[[ DATASET RECORDS, beginning ]]
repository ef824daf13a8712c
use axum::{
    routing::{get, patch, post, put},
    Router,
};
use jobboard_backend::{
    config::{get_config, init_config},
    database::pool::create_pool,
    routes, AppState,
};
use std::net::SocketAddr;
use tokio::net::TcpListener;
use tower_http::{cors::CorsLayer, trace::TraceLayer};
use tracing::info;

#[tokio::main]
async fn main() -> anyhow::Result<()> {
    tracing_subscriber::fmt::init();
    init_config()?;
    let config = get_config();

    let pool = create_pool().await?;
    sqlx::migrate!("./migrations").run(&pool).await?;

    let app_state = AppState::new(pool);

    let app = Router::new()
        .route("/health", get(routes::health::health))
        .route(
            "/api/applications",
            post(routes::applications::create_application),
        )
        .route(
            "/api/applications/:id",
            get(routes::applications::get_application),
        )
        .route(
            "/api/applications/:id/history",
            get(routes::applications::get_application_history),
        )
        .route(
            "/api/applications/:id/status",
            patch(routes::applications::update_status),
        )
        .route(
            "/api/applications/:id/reschedule",
            post(routes::applications::propose_reschedule),
        )
        .route(
            "/api/applications/:id/reschedule-response",
            put(routes::applications::respond_reschedule),
        )
        .route(
            "/api/companies/:id/interviews",
            post(routes::interviews::schedule_interview),
        )
        .route(
            "/api/interviews/:id/result",
            post(routes::interviews::record_result),
        )
        .with_state(app_state)
        .layer(CorsLayer::permissive())
        .layer(TraceLayer::new_for_http());

    let addr: SocketAddr = config.server_address.parse()?;
    info!("Server listening on {}", addr);
    let listener = TcpListener::bind(addr).await?;
    axum::serve(listener, app).await?;

    Ok(())
}
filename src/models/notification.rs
use chrono::{DateTime, Utc};
use serde::{Deserialize, Serialize};
use sqlx::FromRow;
use uuid::Uuid;

#[derive(Debug, Clone, Serialize, Deserialize, FromRow)]
pub struct Notification {
    pub id: Uuid,
    pub user_id: Uuid,
    pub content: String,
    pub category: String,
    pub related_id: Option<Uuid>,
    pub is_read: bool,
    pub created_at: Option<DateTime<Utc>>,
}

#[derive(Debug, Clone, Copy, PartialEq, Eq, Serialize, Deserialize)]
#[serde(rename_all = "snake_case")]
pub enum NotificationCategory {
    Application,
    Interview,
}

impl NotificationCategory {
    pub fn as_str(self) -> &'static str {
        match self {
            NotificationCategory::Application => "application",
            NotificationCategory::Interview => "interview",
        }
    }
}

impl std::fmt::Display for NotificationCategory {
    fn fmt(&self, f: &mut std::fmt::Formatter<'_>) -> std::fmt::Result {
        f.write_str(self.as_str())
    }
}
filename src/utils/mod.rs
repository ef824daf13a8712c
pub mod token;
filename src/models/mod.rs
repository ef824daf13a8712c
pub mod application;
pub mod interview;
pub mod notification;
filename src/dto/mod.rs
pub mod application_dto;
pub mod interview_dto;
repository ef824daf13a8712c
use async_trait::async_trait;
use sqlx::PgPool;
use std::sync::Arc;
use tokio::sync::broadcast;
use uuid::Uuid;

use crate::error::Result;
use crate::models::notification::{Notification, NotificationCategory};

/// The one call the lifecycle core needs from a notification dispatcher.
#[async_trait]
pub trait Notifier: Send + Sync {
    async fn send(
        &self,
        user_id: Uuid,
        content: &str,
        category: NotificationCategory,
        related_id: Option<Uuid>,
    ) -> Result<Notification>;
}

/// Optional realtime side channel. Delivery is best effort; a recipient that
/// is not connected is simply skipped.
pub trait RealtimePush: Send + Sync {
    fn push(&self, user_id: Uuid, notification: &Notification);
}

pub struct NoopPush;

impl RealtimePush for NoopPush {
    fn push(&self, _user_id: Uuid, _notification: &Notification) {}
}

/// Fan-out over a tokio broadcast channel; a hosting layer (websocket hub,
/// SSE endpoint) subscribes via [`BroadcastPush::subscribe`].
pub struct BroadcastPush {
    tx: broadcast::Sender<(Uuid, Notification)>,
}

impl BroadcastPush {
    pub fn new(capacity: usize) -> Self {
        let (tx, _) = broadcast::channel(capacity);
        Self { tx }
    }

    pub fn subscribe(&self) -> broadcast::Receiver<(Uuid, Notification)> {
        self.tx.subscribe()
    }
}

impl RealtimePush for BroadcastPush {
    fn push(&self, user_id: Uuid, notification: &Notification) {
        // Err here only means nobody is subscribed right now.
        let _ = self.tx.send((user_id, notification.clone()));
    }
}

#[derive(Clone)]
pub struct PgNotificationService {
    pool: PgPool,
    push: Arc<dyn RealtimePush>,
}

impl PgNotificationService {
    pub fn new(pool: PgPool) -> Self {
        Self {
            pool,
            push: Arc::new(NoopPush),
        }
    }

    pub fn with_push(mut self, push: Arc<dyn RealtimePush>) -> Self {
        self.push = push;
        self
    }
}

#[async_trait]
impl Notifier for PgNotificationService {
    async fn send(
        &self,
        user_id: Uuid,
        content: &str,
        category: NotificationCategory,
        related_id: Option<Uuid>,
    ) -> Result<Notification> {
        let notification = sqlx::query_as::<_, Notification>(
            r#"
            INSERT INTO notifications (user_id, content, category, related_id)
            VALUES ($1, $2, $3, $4)
            RETURNING id, user_id, content, category, related_id, is_read, created_at
            "#,
        )
        .bind(user_id)
        .bind(content)
        .bind(category.as_str())
        .bind(related_id)
        .fetch_one(&self.pool)
        .await?;

        self.push.push(user_id, &notification);

        Ok(notification)
    }
}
[[ DATASET RECORDS, end ]]
:: ASSIGNMENT ::
Transcribe the records above exactly.

:: TASK SOLUTION ::
repository ef824daf13a8712c
use axum::{
    routing::{get, patch, post, put},
    Router,
};
use jobboard_backend::{
    config::{get_config, init_config},
    database::pool::create_pool,
    routes, AppState,
};
use std::net::SocketAddr;
use tokio::net::TcpListener;
use tower_http::{cors::CorsLayer, trace::TraceLayer};
use tracing::info;

#[tokio::main]
async fn main() -> anyhow::Result<()> {
    tracing_subscriber::fmt::init();
    init_config()?;
    let config = get_config();

    let pool = create_pool().await?;
    sqlx::migrate!("./migrations").run(&pool).await?;

    let app_state = AppState::new(pool);

    let app = Router::new()
        .route("/health", get(routes::health::health))
        .route(
            "/api/applications",
            post(routes::applications::create_application),
        )
        .route(
            "/api/applications/:id",
            get(routes::applications::get_application),
        )
        .route(
            "/api/applications/:id/history",
            get(routes::applications::get_application_history),
        )
        .route(
            "/api/applications/:id/status",
            patch(routes::applications::update_status),
        )
        .route(
            "/api/applications/:id/reschedule",
            post(routes::applications::propose_reschedule),
        )
        .route(
            "/api/applications/:id/reschedule-response",
            put(routes::applications::respond_reschedule),
        )
        .route(
            "/api/companies/:id/interviews",
            post(routes::interviews::schedule_interview),
        )
        .route(
            "/api/interviews/:id/result",
            post(routes::interviews::record_result),
        )
        .with_state(app_state)
        .layer(CorsLayer::permissive())
        .layer(TraceLayer::new_for_http());

    let addr: SocketAddr = config.server_address.parse()?;
    info!("Server listening on {}", addr);
    let listener = TcpListener::bind(addr).await?;
    axum::serve(listener, app).await?;

    Ok(())
}
filename src/models/notification.rs
use chrono::{DateTime, Utc};
use serde::{Deserialize, Serialize};
use sqlx::FromRow;
use uuid::Uuid;

#[derive(Debug, Clone, Serialize, Deserialize, FromRow)]
pub struct Notification {
    pub id: Uuid,
    pub user_id: Uuid,
    pub content: String,
    pub category: String,
    pub related_id: Option<Uuid>,
    pub is_read: bool,
    pub created_at: Option<DateTime<Utc>>,
}

#[derive(Debug, Clone, Copy, PartialEq, Eq, Serialize, Deserialize)]
#[serde(rename_all = "snake_case")]
pub enum NotificationCategory {
    Application,
    Interview,
}

impl NotificationCategory {
    pub fn as_str(self) -> &'static str {
        match self {
            NotificationCategory::Application => "application",
            NotificationCategory::Interview => "interview",
        }
    }
}

impl std::fmt::Display for NotificationCategory {
    fn fmt(&self, f: &mut std::fmt::Formatter<'_>) -> std::fmt::Result {
        f.write_str(self.as_str())
    }
}
filename src/utils/mod.rs
repository ef824daf13a8712c
pub mod token;
filename src/models/mod.rs
repository ef824daf13a8712c
pub mod application;
pub mod interview;
pub mod notification;
filename src/dto/mod.rs
pub mod application_dto;
pub mod interview_dto;
repository ef824daf13a8712c
use async_trait::async_trait;
use sqlx::PgPool;
use std::sync::Arc;
use tokio::sync::broadcast;
use uuid::Uuid;

use crate::error::Result;
use crate::models::notification::{Notification, NotificationCategory};

/// The one call the lifecycle core needs from a notification dispatcher.
#[async_trait]
pub trait Notifier: Send + Sync {
    async fn send(
        &self,
        user_id: Uuid,
        content: &str,
        category: NotificationCategory,
        related_id: Option<Uuid>,
    ) -> Result<Notification>;
}

/// Optional realtime side channel. Delivery is best effort; a recipient that
/// is not connected is simply skipped.
pub trait RealtimePush: Send + Sync {
    fn push(&self, user_id: Uuid, notification: &Notification);
}

pub struct NoopPush;

impl RealtimePush for NoopPush {
    fn push(&self, _user_id: Uuid, _notification: &Notification) {}
}

/// Fan-out over a tokio broadcast channel; a hosting layer (websocket hub,
/// SSE endpoint) subscribes via [`BroadcastPush::subscribe`].
pub struct BroadcastPush {
    tx: broadcast::Sender<(Uuid, Notification)>,
}

impl BroadcastPush {
    pub fn new(capacity: usize) -> Self {
        let (tx, _) = broadcast::channel(capacity);
        Self { tx }
    }

    pub fn subscribe(&self) -> broadcast::Receiver<(Uuid, Notification)> {
        self.tx.subscribe()
    }
}

impl RealtimePush for BroadcastPush {
    fn push(&self, user_id: Uuid, notification: &Notification) {
        // Err here only means nobody is subscribed right now.
        let _ = self.tx.send((user_id, notification.clone()));
    }
}

#[derive(Clone)]
pub struct PgNotificationService {
    pool: PgPool,
    push: Arc<dyn RealtimePush>,
}

impl PgNotificationService {
    pub fn new(pool: PgPool) -> Self {
        Self {
            pool,
            push: Arc::new(NoopPush),
        }
    }

    pub fn with_push(mut self, push: Arc<dyn RealtimePush>) -> Self {
        self.push = push;
        self
    }
}

#[async_trait]
impl Notifier for PgNotificationService {
    async fn send(
        &self,
        user_id: Uuid,
        content: &str,
        category: NotificationCategory,
        related_id: Option<Uuid>,
    ) -> Result<Notification> {
        let notification = sqlx::query_as::<_, Notification>(
            r#"
            INSERT INTO notifications (user_id, content, category, related_id)
            VALUES ($1, $2, $3, $4)
            RETURNING id, user_id, content, category, related_id, is_read, created_at
            "#,
        )
        .bind(user_id)
        .bind(content)
        .bind(category.as_str())
        .bind(related_id)
        .fetch_one(&self.pool)
        .await?;

        self.push.push(user_id, &notification);

        Ok(notification)
    }
}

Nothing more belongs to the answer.